(Collection entries)
········

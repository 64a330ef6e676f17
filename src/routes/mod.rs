// Routes module - route-information decoding, extraction and comparison

pub mod diff;
pub mod extract;
pub mod parser;

use serde::{Deserialize, Serialize};
use std::collections::BTreeSet;
use std::fmt;
use std::str::FromStr;

/// One destination of one routing instance, with its next hops.
///
/// `next_hops`, `via` and `local_interfaces` always have the same length:
/// index `i` of each describes the same `<nh>` record.
#[derive(Debug, Clone, PartialEq, Eq, Serialize, Deserialize)]
pub struct RoutingEntry {
    pub table_name: String,
    pub destination: String,
    pub next_hops: Vec<String>,
    pub via: Vec<String>,
    pub local_interfaces: Vec<String>,
}

impl RoutingEntry {
    /// Lookup key used by the differ. Equal entries always share a key.
    pub fn key(&self) -> (&str, &str) {
        (&self.table_name, &self.destination)
    }
}

/// Which routing instances to extract.
#[derive(Debug, Clone, PartialEq, Eq)]
pub enum InstanceFilter {
    All,
    Only(BTreeSet<String>),
}

impl InstanceFilter {
    pub fn includes(&self, table_name: &str) -> bool {
        match self {
            InstanceFilter::All => true,
            InstanceFilter::Only(names) => names.contains(table_name),
        }
    }
}

impl FromStr for InstanceFilter {
    type Err = String;

    /// Parses `ALL` or a comma-separated list of table names.
    fn from_str(s: &str) -> Result<Self, Self::Err> {
        let names: BTreeSet<String> = s
            .split(',')
            .map(str::trim)
            .filter(|name| !name.is_empty())
            .map(String::from)
            .collect();

        if names.is_empty() {
            return Err(format!("no routing instance given in '{}'", s));
        }
        if names.contains("ALL") {
            return Ok(InstanceFilter::All);
        }
        Ok(InstanceFilter::Only(names))
    }
}

impl fmt::Display for InstanceFilter {
    fn fmt(&self, f: &mut fmt::Formatter<'_>) -> fmt::Result {
        match self {
            InstanceFilter::All => write!(f, "ALL"),
            InstanceFilter::Only(names) => {
                let names: Vec<&str> = names.iter().map(String::as_str).collect();
                write!(f, "{}", names.join(","))
            }
        }
    }
}

/// How many entries a destination with several `<rt-entry>` records yields.
#[derive(Debug, Clone, Copy, Default, PartialEq, Eq, Serialize, Deserialize, clap::ValueEnum)]
#[serde(rename_all = "lowercase")]
pub enum EntrySelection {
    /// One entry per destination, taken from the active `<rt-entry>`
    #[default]
    Active,
    /// One entry per `<rt-entry>`
    Every,
}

········

### [Aim of the exercise]
From the data above, copy each line where the string "Clone" appears.

### [Reply]
#[derive(Debug, Clone, PartialEq, Eq, Serialize, Deserialize)]
#[derive(Debug, Clone, PartialEq, Eq)]
#[derive(Debug, Clone, Copy, Default, PartialEq, Eq, Serialize, Deserialize, clap::ValueEnum)]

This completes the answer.